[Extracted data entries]
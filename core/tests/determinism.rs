//! Same seed, same config: byte-identical artifacts.
//! Any divergence means the RNG stream order changed.

use vod_workload_core::{
    config::{ArrivalDiscipline, ConfigParams, DurationPolicy, OutputFormat, SimulationConfig},
    engine::generate,
    output::{render_to_bytes, sink_for},
};

fn artifact(params: ConfigParams) -> Vec<u8> {
    let format = params.output;
    let config = SimulationConfig::new(params).expect("valid config");
    let out = generate(config).expect("run");
    render_to_bytes(sink_for(format).as_ref(), &out).expect("render")
}

#[test]
fn same_seed_produces_identical_documents() {
    const SEED: u64 = 0xDEAD_BEEF_CAFE_1234;
    let params = ConfigParams {
        seed: SEED,
        horizon: 3600.0,
        content_count: 200,
        user_count: 150,
        ..ConfigParams::default()
    };
    let a = artifact(params.clone());
    let b = artifact(params);
    assert_eq!(a, b, "document artifacts diverged for seed {SEED:#x}");
}

#[test]
fn same_seed_produces_identical_tables_for_every_policy_mix() {
    for arrival in [ArrivalDiscipline::Sinusoidal, ArrivalDiscipline::PerInterval] {
        for duration in [DurationPolicy::LogNormal, DurationPolicy::Discrete] {
            let params = ConfigParams {
                seed: 99,
                horizon: 500.0,
                arrival,
                duration,
                output: OutputFormat::Table,
                ..ConfigParams::default()
            };
            let a = artifact(params.clone());
            let b = artifact(params);
            assert_eq!(a, b, "{arrival:?}/{duration:?} diverged");
        }
    }
}

#[test]
fn different_seeds_produce_different_artifacts() {
    let a = artifact(ConfigParams { seed: 42, ..ConfigParams::default() });
    let b = artifact(ConfigParams { seed: 99, ..ConfigParams::default() });
    assert_ne!(a, b, "different seeds produced identical output; seed is not being used");
}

▶ WHAT TO PRODUCE:
Each line must be given again exactly as written above.

▶ EXERCISE OUTPUT:
filename core/tests/determinism.rs
//! Same seed, same config: byte-identical artifacts.
//! Any divergence means the RNG stream order changed.

use vod_workload_core::{
    config::{ArrivalDiscipline, ConfigParams, DurationPolicy, OutputFormat, SimulationConfig},
    engine::generate,
    output::{render_to_bytes, sink_for},
};

fn artifact(params: ConfigParams) -> Vec<u8> {
    let format = params.output;
    let config = SimulationConfig::new(params).expect("valid config");
    let out = generate(config).expect("run");
    render_to_bytes(sink_for(format).as_ref(), &out).expect("render")
}

#[test]
fn same_seed_produces_identical_documents() {
    const SEED: u64 = 0xDEAD_BEEF_CAFE_1234;
    let params = ConfigParams {
        seed: SEED,
        horizon: 3600.0,
        content_count: 200,
        user_count: 150,
        ..ConfigParams::default()
    };
    let a = artifact(params.clone());
    let b = artifact(params);
    assert_eq!(a, b, "document artifacts diverged for seed {SEED:#x}");
}

#[test]
fn same_seed_produces_identical_tables_for_every_policy_mix() {
    for arrival in [ArrivalDiscipline::Sinusoidal, ArrivalDiscipline::PerInterval] {
        for duration in [DurationPolicy::LogNormal, DurationPolicy::Discrete] {
            let params = ConfigParams {
                seed: 99,
                horizon: 500.0,
                arrival,
                duration,
                output: OutputFormat::Table,
                ..ConfigParams::default()
            };
            let a = artifact(params.clone());
            let b = artifact(params);
            assert_eq!(a, b, "{arrival:?}/{duration:?} diverged");
        }
    }
}

#[test]
fn different_seeds_produce_different_artifacts() {
    let a = artifact(ConfigParams { seed: 42, ..ConfigParams::default() });
    let b = artifact(ConfigParams { seed: 99, ..ConfigParams::default() });
    assert_ne!(a, b, "different seeds produced identical output; seed is not being used");
}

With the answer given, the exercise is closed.